**YOUR OBJECTIVE**
Starting with the first line, output the data exactly, through to the last line.

**ENTRIES SHOWN**
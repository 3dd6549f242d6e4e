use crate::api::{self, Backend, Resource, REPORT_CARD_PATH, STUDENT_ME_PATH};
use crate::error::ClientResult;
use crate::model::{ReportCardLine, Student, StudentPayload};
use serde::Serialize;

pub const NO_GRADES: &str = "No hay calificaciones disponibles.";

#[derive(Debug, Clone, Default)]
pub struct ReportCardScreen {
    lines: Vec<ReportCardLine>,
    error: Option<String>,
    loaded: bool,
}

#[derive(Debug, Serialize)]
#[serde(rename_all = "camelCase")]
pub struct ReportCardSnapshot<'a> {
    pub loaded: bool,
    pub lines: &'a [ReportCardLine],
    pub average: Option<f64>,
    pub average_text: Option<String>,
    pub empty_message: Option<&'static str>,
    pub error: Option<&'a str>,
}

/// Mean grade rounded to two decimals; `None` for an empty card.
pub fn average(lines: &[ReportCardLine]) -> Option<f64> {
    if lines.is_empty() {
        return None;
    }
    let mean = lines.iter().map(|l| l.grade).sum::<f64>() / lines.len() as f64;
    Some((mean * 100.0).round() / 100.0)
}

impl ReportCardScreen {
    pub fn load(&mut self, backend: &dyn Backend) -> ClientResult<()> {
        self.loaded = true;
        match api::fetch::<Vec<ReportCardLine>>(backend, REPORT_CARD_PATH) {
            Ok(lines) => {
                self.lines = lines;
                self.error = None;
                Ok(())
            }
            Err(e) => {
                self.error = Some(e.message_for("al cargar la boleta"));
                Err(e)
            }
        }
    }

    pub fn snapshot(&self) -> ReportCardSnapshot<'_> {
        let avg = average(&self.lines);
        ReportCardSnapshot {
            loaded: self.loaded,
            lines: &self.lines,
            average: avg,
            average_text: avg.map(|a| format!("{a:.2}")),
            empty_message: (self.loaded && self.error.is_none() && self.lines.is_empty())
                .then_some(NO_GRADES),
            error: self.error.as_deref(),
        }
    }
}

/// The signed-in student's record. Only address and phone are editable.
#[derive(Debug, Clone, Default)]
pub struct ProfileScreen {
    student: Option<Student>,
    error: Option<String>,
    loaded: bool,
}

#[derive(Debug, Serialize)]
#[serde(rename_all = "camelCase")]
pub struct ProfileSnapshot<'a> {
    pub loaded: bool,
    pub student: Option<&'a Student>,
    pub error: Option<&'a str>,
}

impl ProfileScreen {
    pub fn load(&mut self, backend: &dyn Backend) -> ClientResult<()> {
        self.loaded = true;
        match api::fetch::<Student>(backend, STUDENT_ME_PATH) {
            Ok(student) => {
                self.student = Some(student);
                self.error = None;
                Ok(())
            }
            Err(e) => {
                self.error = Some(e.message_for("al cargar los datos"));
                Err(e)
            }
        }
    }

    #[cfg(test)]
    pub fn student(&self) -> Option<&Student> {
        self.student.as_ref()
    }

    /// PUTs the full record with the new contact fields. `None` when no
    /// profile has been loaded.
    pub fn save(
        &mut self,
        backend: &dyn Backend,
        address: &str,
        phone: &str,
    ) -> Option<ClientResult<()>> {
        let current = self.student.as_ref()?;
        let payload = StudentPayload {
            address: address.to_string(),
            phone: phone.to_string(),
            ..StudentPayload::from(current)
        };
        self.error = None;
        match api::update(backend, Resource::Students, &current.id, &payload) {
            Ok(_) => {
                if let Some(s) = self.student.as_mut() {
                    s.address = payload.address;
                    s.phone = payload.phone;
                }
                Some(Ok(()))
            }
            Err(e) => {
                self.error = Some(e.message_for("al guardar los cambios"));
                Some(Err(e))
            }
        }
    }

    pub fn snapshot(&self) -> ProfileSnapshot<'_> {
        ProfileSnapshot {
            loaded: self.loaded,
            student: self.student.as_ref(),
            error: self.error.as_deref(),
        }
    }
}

**ANSWER BOX**
repository 3dd6549f242d6e4e
use crate::api::{self, Backend, Resource, REPORT_CARD_PATH, STUDENT_ME_PATH};
use crate::error::ClientResult;
use crate::model::{ReportCardLine, Student, StudentPayload};
use serde::Serialize;

pub const NO_GRADES: &str = "No hay calificaciones disponibles.";

#[derive(Debug, Clone, Default)]
pub struct ReportCardScreen {
    lines: Vec<ReportCardLine>,
    error: Option<String>,
    loaded: bool,
}

#[derive(Debug, Serialize)]
#[serde(rename_all = "camelCase")]
pub struct ReportCardSnapshot<'a> {
    pub loaded: bool,
    pub lines: &'a [ReportCardLine],
    pub average: Option<f64>,
    pub average_text: Option<String>,
    pub empty_message: Option<&'static str>,
    pub error: Option<&'a str>,
}

/// Mean grade rounded to two decimals; `None` for an empty card.
pub fn average(lines: &[ReportCardLine]) -> Option<f64> {
    if lines.is_empty() {
        return None;
    }
    let mean = lines.iter().map(|l| l.grade).sum::<f64>() / lines.len() as f64;
    Some((mean * 100.0).round() / 100.0)
}

impl ReportCardScreen {
    pub fn load(&mut self, backend: &dyn Backend) -> ClientResult<()> {
        self.loaded = true;
        match api::fetch::<Vec<ReportCardLine>>(backend, REPORT_CARD_PATH) {
            Ok(lines) => {
                self.lines = lines;
                self.error = None;
                Ok(())
            }
            Err(e) => {
                self.error = Some(e.message_for("al cargar la boleta"));
                Err(e)
            }
        }
    }

    pub fn snapshot(&self) -> ReportCardSnapshot<'_> {
        let avg = average(&self.lines);
        ReportCardSnapshot {
            loaded: self.loaded,
            lines: &self.lines,
            average: avg,
            average_text: avg.map(|a| format!("{a:.2}")),
            empty_message: (self.loaded && self.error.is_none() && self.lines.is_empty())
                .then_some(NO_GRADES),
            error: self.error.as_deref(),
        }
    }
}

/// The signed-in student's record. Only address and phone are editable.
#[derive(Debug, Clone, Default)]
pub struct ProfileScreen {
    student: Option<Student>,
    error: Option<String>,
    loaded: bool,
}

#[derive(Debug, Serialize)]
#[serde(rename_all = "camelCase")]
pub struct ProfileSnapshot<'a> {
    pub loaded: bool,
    pub student: Option<&'a Student>,
    pub error: Option<&'a str>,
}

impl ProfileScreen {
    pub fn load(&mut self, backend: &dyn Backend) -> ClientResult<()> {
        self.loaded = true;
        match api::fetch::<Student>(backend, STUDENT_ME_PATH) {
            Ok(student) => {
                self.student = Some(student);
                self.error = None;
                Ok(())
            }
            Err(e) => {
                self.error = Some(e.message_for("al cargar los datos"));
                Err(e)
            }
        }
    }

    #[cfg(test)]
    pub fn student(&self) -> Option<&Student> {
        self.student.as_ref()
    }

    /// PUTs the full record with the new contact fields. `None` when no
    /// profile has been loaded.
    pub fn save(
        &mut self,
        backend: &dyn Backend,
        address: &str,
        phone: &str,
    ) -> Option<ClientResult<()>> {
        let current = self.student.as_ref()?;
        let payload = StudentPayload {
            address: address.to_string(),
            phone: phone.to_string(),
            ..StudentPayload::from(current)
        };
        self.error = None;
        match api::update(backend, Resource::Students, &current.id, &payload) {
            Ok(_) => {
                if let Some(s) = self.student.as_mut() {
                    s.address = payload.address;
                    s.phone = payload.phone;
                }
                Some(Ok(()))
            }
            Err(e) => {
                self.error = Some(e.message_for("al guardar los cambios"));
                Some(Err(e))
            }
        }
    }

    pub fn snapshot(&self) -> ProfileSnapshot<'_> {
        ProfileSnapshot {
            loaded: self.loaded,
            student: self.student.as_ref(),
            error: self.error.as_deref(),
        }
    }
}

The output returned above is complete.